** Supplied data follows **

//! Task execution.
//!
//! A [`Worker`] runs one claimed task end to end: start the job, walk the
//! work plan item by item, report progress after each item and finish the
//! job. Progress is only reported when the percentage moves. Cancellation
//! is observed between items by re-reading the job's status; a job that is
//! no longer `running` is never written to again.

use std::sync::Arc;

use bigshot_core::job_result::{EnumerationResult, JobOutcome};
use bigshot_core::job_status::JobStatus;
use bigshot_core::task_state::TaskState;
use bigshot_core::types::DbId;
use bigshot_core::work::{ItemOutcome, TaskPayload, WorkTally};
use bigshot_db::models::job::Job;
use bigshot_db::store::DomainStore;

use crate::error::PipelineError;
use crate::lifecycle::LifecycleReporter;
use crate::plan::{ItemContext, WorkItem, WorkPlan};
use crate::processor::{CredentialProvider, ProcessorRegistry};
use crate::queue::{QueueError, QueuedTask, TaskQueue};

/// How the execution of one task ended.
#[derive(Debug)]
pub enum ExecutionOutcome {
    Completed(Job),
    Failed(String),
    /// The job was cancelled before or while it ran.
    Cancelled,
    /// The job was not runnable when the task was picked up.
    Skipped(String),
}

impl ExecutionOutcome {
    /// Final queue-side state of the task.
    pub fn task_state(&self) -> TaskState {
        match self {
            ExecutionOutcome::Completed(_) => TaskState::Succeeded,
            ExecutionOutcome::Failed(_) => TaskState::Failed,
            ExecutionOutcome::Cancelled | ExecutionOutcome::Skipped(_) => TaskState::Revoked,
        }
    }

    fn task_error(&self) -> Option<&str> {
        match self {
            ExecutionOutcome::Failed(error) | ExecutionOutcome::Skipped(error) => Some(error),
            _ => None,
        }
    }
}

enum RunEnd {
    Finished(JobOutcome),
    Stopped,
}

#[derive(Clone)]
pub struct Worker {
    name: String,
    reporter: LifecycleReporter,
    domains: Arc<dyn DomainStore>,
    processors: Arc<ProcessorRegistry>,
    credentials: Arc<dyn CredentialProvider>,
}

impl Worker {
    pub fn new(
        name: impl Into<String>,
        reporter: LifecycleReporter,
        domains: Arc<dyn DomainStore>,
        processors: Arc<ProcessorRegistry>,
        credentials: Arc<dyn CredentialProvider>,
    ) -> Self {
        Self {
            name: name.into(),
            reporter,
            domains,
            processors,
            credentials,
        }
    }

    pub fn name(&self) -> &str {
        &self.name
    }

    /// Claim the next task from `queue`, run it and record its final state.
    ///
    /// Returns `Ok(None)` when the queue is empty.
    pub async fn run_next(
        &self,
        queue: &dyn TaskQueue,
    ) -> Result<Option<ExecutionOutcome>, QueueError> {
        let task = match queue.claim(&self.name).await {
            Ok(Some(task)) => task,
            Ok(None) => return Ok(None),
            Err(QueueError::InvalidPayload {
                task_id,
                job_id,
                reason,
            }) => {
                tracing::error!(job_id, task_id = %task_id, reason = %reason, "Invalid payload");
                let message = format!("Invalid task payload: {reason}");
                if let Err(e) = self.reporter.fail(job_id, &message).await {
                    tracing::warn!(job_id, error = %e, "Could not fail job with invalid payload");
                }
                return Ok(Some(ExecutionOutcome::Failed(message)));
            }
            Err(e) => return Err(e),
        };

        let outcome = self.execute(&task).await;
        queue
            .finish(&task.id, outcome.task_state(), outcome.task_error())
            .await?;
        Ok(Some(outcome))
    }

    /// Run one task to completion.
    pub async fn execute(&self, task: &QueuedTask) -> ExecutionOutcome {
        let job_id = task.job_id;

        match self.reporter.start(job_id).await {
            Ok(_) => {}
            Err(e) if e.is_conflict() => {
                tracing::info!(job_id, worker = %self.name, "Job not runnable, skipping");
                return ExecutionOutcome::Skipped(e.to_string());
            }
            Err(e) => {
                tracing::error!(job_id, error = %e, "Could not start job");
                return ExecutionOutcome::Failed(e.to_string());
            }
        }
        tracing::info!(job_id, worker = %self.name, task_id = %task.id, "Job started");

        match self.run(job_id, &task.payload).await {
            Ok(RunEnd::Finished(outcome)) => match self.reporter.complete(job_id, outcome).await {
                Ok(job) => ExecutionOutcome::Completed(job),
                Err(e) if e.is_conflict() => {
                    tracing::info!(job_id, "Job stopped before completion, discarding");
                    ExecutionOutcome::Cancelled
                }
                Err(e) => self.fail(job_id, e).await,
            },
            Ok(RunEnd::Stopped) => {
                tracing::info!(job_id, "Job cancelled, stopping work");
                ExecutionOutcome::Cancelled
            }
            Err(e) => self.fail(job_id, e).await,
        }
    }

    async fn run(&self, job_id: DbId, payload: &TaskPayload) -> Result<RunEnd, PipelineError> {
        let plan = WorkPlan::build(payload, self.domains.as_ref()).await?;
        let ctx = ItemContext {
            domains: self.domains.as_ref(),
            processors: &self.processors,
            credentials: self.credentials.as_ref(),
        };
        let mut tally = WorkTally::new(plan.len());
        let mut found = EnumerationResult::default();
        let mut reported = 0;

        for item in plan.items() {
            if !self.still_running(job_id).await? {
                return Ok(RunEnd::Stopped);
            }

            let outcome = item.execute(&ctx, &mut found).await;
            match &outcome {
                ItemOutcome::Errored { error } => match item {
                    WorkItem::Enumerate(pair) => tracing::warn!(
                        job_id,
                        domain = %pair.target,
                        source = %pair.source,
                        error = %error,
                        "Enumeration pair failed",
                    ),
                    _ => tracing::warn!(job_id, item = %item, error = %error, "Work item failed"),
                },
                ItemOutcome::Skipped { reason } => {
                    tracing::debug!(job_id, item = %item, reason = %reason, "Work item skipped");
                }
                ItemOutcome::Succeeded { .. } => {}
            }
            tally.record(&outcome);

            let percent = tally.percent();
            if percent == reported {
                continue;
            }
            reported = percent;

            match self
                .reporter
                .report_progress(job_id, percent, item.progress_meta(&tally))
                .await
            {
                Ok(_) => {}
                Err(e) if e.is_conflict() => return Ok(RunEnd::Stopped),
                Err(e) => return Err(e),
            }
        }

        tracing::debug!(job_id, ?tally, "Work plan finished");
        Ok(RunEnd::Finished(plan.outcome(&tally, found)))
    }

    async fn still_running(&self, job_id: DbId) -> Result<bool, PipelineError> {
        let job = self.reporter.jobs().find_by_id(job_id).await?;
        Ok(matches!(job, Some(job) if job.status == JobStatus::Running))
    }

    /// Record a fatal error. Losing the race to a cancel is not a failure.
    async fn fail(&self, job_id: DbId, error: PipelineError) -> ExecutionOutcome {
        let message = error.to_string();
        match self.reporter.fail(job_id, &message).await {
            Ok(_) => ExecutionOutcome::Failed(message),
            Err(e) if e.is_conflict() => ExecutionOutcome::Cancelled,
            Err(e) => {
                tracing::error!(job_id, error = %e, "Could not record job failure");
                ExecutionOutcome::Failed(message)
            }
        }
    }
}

** End of Supplied data **

__Exercise prompt__: Go line by line through the records above and copy each one containing "warn".

__Response to this task__:
                    tracing::warn!(job_id, error = %e, "Could not fail job with invalid payload");
                    WorkItem::Enumerate(pair) => tracing::warn!(
                    _ => tracing::warn!(job_id, item = %item, error = %error, "Work item failed"),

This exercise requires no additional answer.